Replacing paper forms, eRIC electronically integrates ICU patient data from multiple devices to provide enhanced clinical decision-making.

Dr Ken Havill, Director of John Hunter’s ICU, said eRIC’s unique ability to gather minute-by-minute patient data will help clinicians to offer better patient care.

“The capturing of more frequent electronic data will enable us to better understand a patient’s physiology and their response to therapy,” Dr Havill said.

“Being able to easily locate all patient information and observe trends over longer periods, as well as reformatting data in a graphical view, is a great support to clinical decision-making,” said Dr Havill. “eRIC gives us the ability to locate forms, interventions and speciality notes which will greatly enhance the care we can provide to our ICU patients.”

While providing configurable patient information, eRIC promotes a standard practice within ICUs across the state.

“As a state-wide system build, eRIC allows for clearer benchmarking,” said Dr Havill.

eRIC also improves communication and visibility of patient information between hospitals, ensuring a patient receives a seamless transition.

“We can now observe patients in other ICUs within the Hunter New England Local Health District whom we are assessing for transfer,” Dr Havill said.

Importantly, eRIC brings nurses back to the bedside to care for patients, said Heather Chislett, Nurse Unit Manager at John Hunter Hospital.

“It’s hugely beneficial to have everything we need in one digital location, rather than try to manage lots of paper forms,” Ms Chislett said. “The patient information can be graphed to look at trends, which further supports the care of ICU patients. And all of this occurs while nurses are at the bedside of the patient.”

Ms Chislett also anticipates eRIC will help to facilitate ICU research.
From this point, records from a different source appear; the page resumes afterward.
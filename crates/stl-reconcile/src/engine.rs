use std::collections::BTreeSet;

use chrono::{DateTime, Utc};
use stl_directory::{Directory, Participant};
use stl_schemas::{
    LedgerAddress, PaymentRecord, RawTransaction, SettlementReport, UNKNOWN_PARTNER,
};

use crate::extract::extract_accounts;
use crate::normalize::normalize_at;
use crate::stats::aggregate;

/// Addresses a transaction touches: `Account`, `Destination` and every
/// metadata address. Empty fields are dropped.
pub fn involved_addresses(raw: &RawTransaction) -> BTreeSet<LedgerAddress> {
    let mut out = extract_accounts(raw.meta.as_ref());
    for a in [raw.account.as_deref(), raw.destination.as_deref()]
        .into_iter()
        .flatten()
    {
        if let Some(addr) = LedgerAddress::from_ledger(a) {
            out.insert(addr);
        }
    }
    out
}

/// Counterparty of a hub transaction.
///
/// When the hub is the nominal sender (receiver), the nominal receiver
/// (sender) is the counterparty, known or not. Otherwise the first metadata
/// address in the candidate set is used.
pub fn resolve_counterparty(
    raw: &RawTransaction,
    hub: &LedgerAddress,
    candidates: &BTreeSet<&LedgerAddress>,
) -> Option<LedgerAddress> {
    let account = raw.account.as_deref().filter(|a| !a.is_empty());
    let destination = raw.destination.as_deref().filter(|d| !d.is_empty());

    match (account, destination) {
        (Some(a), Some(d)) if *hub == a && *hub != d => return LedgerAddress::from_ledger(d),
        (Some(a), Some(d)) if *hub == d && *hub != a => return LedgerAddress::from_ledger(a),
        _ => {}
    }

    extract_accounts(raw.meta.as_ref())
        .into_iter()
        .find(|a| candidates.contains(a))
}

/// Reconcile a hub history against a partner selection.
///
/// An empty `selected` means every directory partner. Pure apart from the
/// wall-clock fallback for entries without a `date`.
pub fn reconcile(
    hub: &LedgerAddress,
    history: &[RawTransaction],
    selected: &[&Participant],
    directory: &Directory,
) -> SettlementReport {
    reconcile_at(hub, history, selected, directory, Utc::now())
}

/// [`reconcile`] with an explicit fallback clock.
pub fn reconcile_at(
    hub: &LedgerAddress,
    history: &[RawTransaction],
    selected: &[&Participant],
    directory: &Directory,
    now: DateTime<Utc>,
) -> SettlementReport {
    // Stats follow directory key order whatever order the caller selected in.
    let mut selection: Vec<&Participant> = if selected.is_empty() {
        directory.partners().iter().collect()
    } else {
        selected.to_vec()
    };
    selection.sort_by(|a, b| a.key.cmp(&b.key));
    selection.dedup_by(|a, b| a.key == b.key);
    let candidates: BTreeSet<&LedgerAddress> = selection.iter().map(|p| &p.address).collect();

    let mut dated: Vec<(DateTime<Utc>, PaymentRecord)> = Vec::new();
    for raw in history {
        let involved = involved_addresses(raw);
        if !involved.contains(hub) || !involved.iter().any(|a| candidates.contains(a)) {
            continue;
        }

        let partner = resolve_counterparty(raw, hub, &candidates)
            .and_then(|a| directory.display_name_for(a.as_str()))
            .unwrap_or(UNKNOWN_PARTNER);
        dated.push(normalize_at(raw, partner, now));
    }

    // Stable: equal timestamps keep history order.
    dated.sort_by(|a, b| b.0.cmp(&a.0));
    let payments: Vec<PaymentRecord> = dated.into_iter().map(|(_, r)| r).collect();

    let labels: Vec<&str> = selection.iter().map(|p| p.display_name.as_str()).collect();
    let stats = aggregate(&labels, &payments);

    tracing::debug!(
        history = history.len(),
        relevant = payments.len(),
        partners = stats.len(),
        "reconciled hub history"
    );

    SettlementReport { payments, stats }
}
//! Ledger account addresses.
//!
//! Classic addresses are base58 strings using the ledger's own alphabet and
//! always begin with the `r` sigil. Full checksum verification is the
//! ledger's job; this type only rejects values that cannot be an address.

use std::fmt;

use serde::{Deserialize, Serialize};

/// The network's address sigil.
pub const ADDRESS_SIGIL: char = 'r';

/// Base58 alphabet used by the ledger (differs from the Bitcoin ordering).
pub const LEDGER_BASE58_ALPHABET: &str =
    "rpshnaf39wBUDNEGHJKLM4PQRST7VWXYZ2bcdeCg65jkm8oFqi1tuvAxyz";

const MIN_LEN: usize = 25;
const MAX_LEN: usize = 35;

#[derive(Debug, Clone, PartialEq, Eq)]
pub enum AddressError {
    Empty,
    MissingSigil { raw: String },
    BadLength { raw: String, len: usize },
    BadCharacter { raw: String, ch: char },
}

impl fmt::Display for AddressError {
    fn fmt(&self, f: &mut fmt::Formatter<'_>) -> fmt::Result {
        match self {
            AddressError::Empty => write!(f, "ledger address is empty"),
            AddressError::MissingSigil { raw } => {
                write!(f, "ledger address '{raw}' does not start with '{ADDRESS_SIGIL}'")
            }
            AddressError::BadLength { raw, len } => write!(
                f,
                "ledger address '{raw}' has length {len}, expected {MIN_LEN}..={MAX_LEN}"
            ),
            AddressError::BadCharacter { raw, ch } => {
                write!(f, "ledger address '{raw}' contains non-base58 character '{ch}'")
            }
        }
    }
}

impl std::error::Error for AddressError {}

/// A syntactically valid classic ledger address.
#[derive(Debug, Clone, PartialEq, Eq, PartialOrd, Ord, Hash, Serialize, Deserialize)]
#[serde(try_from = "String", into = "String")]
pub struct LedgerAddress(String);

impl LedgerAddress {
    pub fn parse(raw: &str) -> Result<Self, AddressError> {
        let s = raw.trim();
        if s.is_empty() {
            return Err(AddressError::Empty);
        }
        if !s.starts_with(ADDRESS_SIGIL) {
            return Err(AddressError::MissingSigil { raw: s.to_string() });
        }
        let len = s.chars().count();
        if !(MIN_LEN..=MAX_LEN).contains(&len) {
            return Err(AddressError::BadLength {
                raw: s.to_string(),
                len,
            });
        }
        if let Some(ch) = s.chars().find(|c| !LEDGER_BASE58_ALPHABET.contains(*c)) {
            return Err(AddressError::BadCharacter {
                raw: s.to_string(),
                ch,
            });
        }
        Ok(Self(s.to_string()))
    }

    /// Cheap sigil test used when scanning transaction metadata. Accepts
    /// anything that starts with the sigil; no length or alphabet checks.
    pub fn looks_like(raw: &str) -> bool {
        raw.starts_with(ADDRESS_SIGIL)
    }

    /// Wrap a value that already passed [`LedgerAddress::looks_like`].
    ///
    /// Metadata addresses come straight from validated ledger state, so the
    /// stricter `parse` checks are not re-applied to them.
    pub fn from_ledger(raw: &str) -> Option<Self> {
        Self::looks_like(raw).then(|| Self(raw.to_string()))
    }

    pub fn as_str(&self) -> &str {
        &self.0
    }
}

impl fmt::Display for LedgerAddress {
    fn fmt(&self, f: &mut fmt::Formatter<'_>) -> fmt::Result {
        f.write_str(&self.0)
    }
}

impl TryFrom<String> for LedgerAddress {
    type Error = AddressError;

    fn try_from(value: String) -> Result<Self, Self::Error> {
        Self::parse(&value)
    }
}

impl From<LedgerAddress> for String {
    fn from(value: LedgerAddress) -> Self {
        value.0
    }
}

impl PartialEq<str> for LedgerAddress {
    fn eq(&self, other: &str) -> bool {
        self.0 == other
    }
}

impl PartialEq<&str> for LedgerAddress {
    fn eq(&self, other: &&str) -> bool {
        self.0 == *other
    }
}
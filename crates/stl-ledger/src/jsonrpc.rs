//! JSON-RPC (HTTP) ledger gateway.
//!
//! Speaks the node's public JSON-RPC API:
//! - `server_info`: connectivity probe on `connect()`
//! - `account_info`: balance, owner count and sequence
//! - `account_tx`: transaction history, following `marker` pagination
//!
//! The bearer token (if any) is passed in by the caller; do not log it.

use std::sync::atomic::{AtomicBool, Ordering};
use std::time::Duration;

use serde::Deserialize;
use serde_json::{json, Value};
use stl_schemas::amount::drops_to_native;
use stl_schemas::{AccountInfo, LedgerAddress, RawTransaction};

use crate::{GatewayError, LedgerGateway, TxQuery};

/// Largest page the public API serves per `account_tx` call.
const MAX_PAGE: u32 = 400;

pub struct JsonRpcGateway {
    http: reqwest::Client,
    url: String,
    auth_token: Option<String>,
    connected: AtomicBool,
}

impl std::fmt::Debug for JsonRpcGateway {
    fn fmt(&self, f: &mut std::fmt::Formatter<'_>) -> std::fmt::Result {
        f.debug_struct("JsonRpcGateway")
            .field("url", &self.url)
            .field("auth_token", &self.auth_token.as_ref().map(|_| "<REDACTED>"))
            .field("connected", &self.connected.load(Ordering::SeqCst))
            .finish()
    }
}

impl JsonRpcGateway {
    pub fn new(url: impl Into<String>, timeout: Duration) -> Result<Self, GatewayError> {
        let http = reqwest::Client::builder()
            .timeout(timeout)
            .build()
            .map_err(|e| GatewayError::Transport(format!("http client build failed: {e}")))?;
        Ok(Self {
            http,
            url: url.into(),
            auth_token: None,
            connected: AtomicBool::new(false),
        })
    }

    pub fn with_auth_token(mut self, token: Option<String>) -> Self {
        self.auth_token = token;
        self
    }

    pub fn url(&self) -> &str {
        &self.url
    }

    fn ensure_connected(&self) -> Result<(), GatewayError> {
        if self.connected.load(Ordering::SeqCst) {
            Ok(())
        } else {
            Err(GatewayError::NotConnected)
        }
    }

    /// POST one JSON-RPC call and return its `result` object.
    async fn call(&self, method: &str, params: Value) -> Result<Value, GatewayError> {
        let body = json!({ "method": method, "params": [params] });

        let mut req = self.http.post(&self.url).json(&body);
        if let Some(token) = &self.auth_token {
            req = req.bearer_auth(token);
        }

        let resp = req.send().await.map_err(map_reqwest_error)?;
        let status = resp.status();
        let envelope: RpcEnvelope = resp
            .json()
            .await
            .map_err(|e| GatewayError::Decode(format!("{method} response json decode failed: {e}")))?;

        if let Some(err) = envelope.result.error_code() {
            return Err(err);
        }
        if !status.is_success() {
            return Err(GatewayError::Transport(format!(
                "{method} http status={}",
                status.as_u16()
            )));
        }
        Ok(envelope.result)
    }
}

fn map_reqwest_error(e: reqwest::Error) -> GatewayError {
    if e.is_timeout() {
        GatewayError::Timeout
    } else {
        GatewayError::Transport(e.to_string())
    }
}

#[derive(Debug, Deserialize)]
struct RpcEnvelope {
    #[serde(default)]
    result: Value,
}

trait RpcResultExt {
    fn error_code(&self) -> Option<GatewayError>;
}

impl RpcResultExt for Value {
    fn error_code(&self) -> Option<GatewayError> {
        // The node reports errors as `"status": "error"` plus an `error` token.
        if self.get("status").and_then(Value::as_str) != Some("error") {
            return None;
        }
        let code = self
            .get("error")
            .and_then(Value::as_str)
            .unwrap_or("unknown")
            .to_string();
        let message = self
            .get("error_message")
            .and_then(Value::as_str)
            .unwrap_or(&code)
            .to_string();
        Some(GatewayError::Api { code, message })
    }
}

#[async_trait::async_trait]
impl LedgerGateway for JsonRpcGateway {
    fn name(&self) -> &'static str {
        "jsonrpc"
    }

    async fn connect(&self) -> Result<(), GatewayError> {
        let info = self.call("server_info", json!({})).await?;
        let state = info
            .pointer("/info/server_state")
            .and_then(Value::as_str)
            .unwrap_or("unknown");
        tracing::debug!(url = %self.url, server_state = state, "ledger node reachable");
        self.connected.store(true, Ordering::SeqCst);
        Ok(())
    }

    async fn disconnect(&self) {
        self.connected.store(false, Ordering::SeqCst);
    }

    async fn account_info(&self, address: &LedgerAddress) -> Result<AccountInfo, GatewayError> {
        self.ensure_connected()?;
        let result = self
            .call(
                "account_info",
                json!({ "account": address.as_str(), "ledger_index": "validated" }),
            )
            .await?;

        let data = result
            .get("account_data")
            .ok_or_else(|| GatewayError::Decode("account_info: missing account_data".into()))?;
        let balance_drops = data
            .get("Balance")
            .and_then(Value::as_str)
            .ok_or_else(|| GatewayError::Decode("account_info: missing Balance".into()))?
            .to_string();
        let balance = drops_to_native(&balance_drops).ok_or_else(|| {
            GatewayError::Decode(format!("account_info: bad Balance '{balance_drops}'"))
        })?;
        let as_u32 = |key: &str| {
            data.get(key)
                .and_then(Value::as_u64)
                .and_then(|v| u32::try_from(v).ok())
                .unwrap_or(0)
        };

        Ok(AccountInfo {
            address: address.clone(),
            balance,
            balance_drops,
            owner_count: as_u32("OwnerCount"),
            sequence: as_u32("Sequence"),
        })
    }

    async fn account_transactions(
        &self,
        address: &LedgerAddress,
        limit: u32,
        query: TxQuery,
    ) -> Result<Vec<RawTransaction>, GatewayError> {
        self.ensure_connected()?;
        tracing::debug!(account = %address, limit, "account_tx start");

        let mut out: Vec<RawTransaction> = Vec::new();
        let mut marker: Option<Value> = None;

        while (out.len() as u32) < limit {
            let page = (limit - out.len() as u32).min(MAX_PAGE);
            let mut params = json!({
                "account": address.as_str(),
                "limit": page,
                "ledger_index_min": query.ledger_index_min,
                "ledger_index_max": query.ledger_index_max,
                "forward": query.forward,
            });
            if let Some(m) = marker.take() {
                params["marker"] = m;
            }

            let result = self.call("account_tx", params).await?;
            let entries = result
                .get("transactions")
                .and_then(Value::as_array)
                .ok_or_else(|| GatewayError::Decode("account_tx: missing transactions".into()))?;

            for (i, entry) in entries.iter().enumerate() {
                match RawTransaction::from_entry(entry) {
                    Some(raw) => out.push(raw),
                    None => tracing::warn!(
                        account = %address,
                        index = i,
                        "account_tx: skipping entry that is not an object"
                    ),
                }
            }

            marker = result.get("marker").filter(|m| !m.is_null()).cloned();
            if marker.is_none() || entries.is_empty() {
                break;
            }
        }

        out.truncate(limit as usize);
        tracing::debug!(account = %address, count = out.len(), "account_tx done");
        Ok(out)
    }
}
“We will know what is happening within the unit, and obtain this information electronically, which will help to facilitate research within our ICU,” she said. “The data that is collected and potential research undertaken will help nurses to identify trends. Previously the research team needed to review our paper charts to facilitate research.”

The state-wide roll-out of eRIC continues, with the next deployment of eRIC occurring at Wollongong Hospital on 18 June.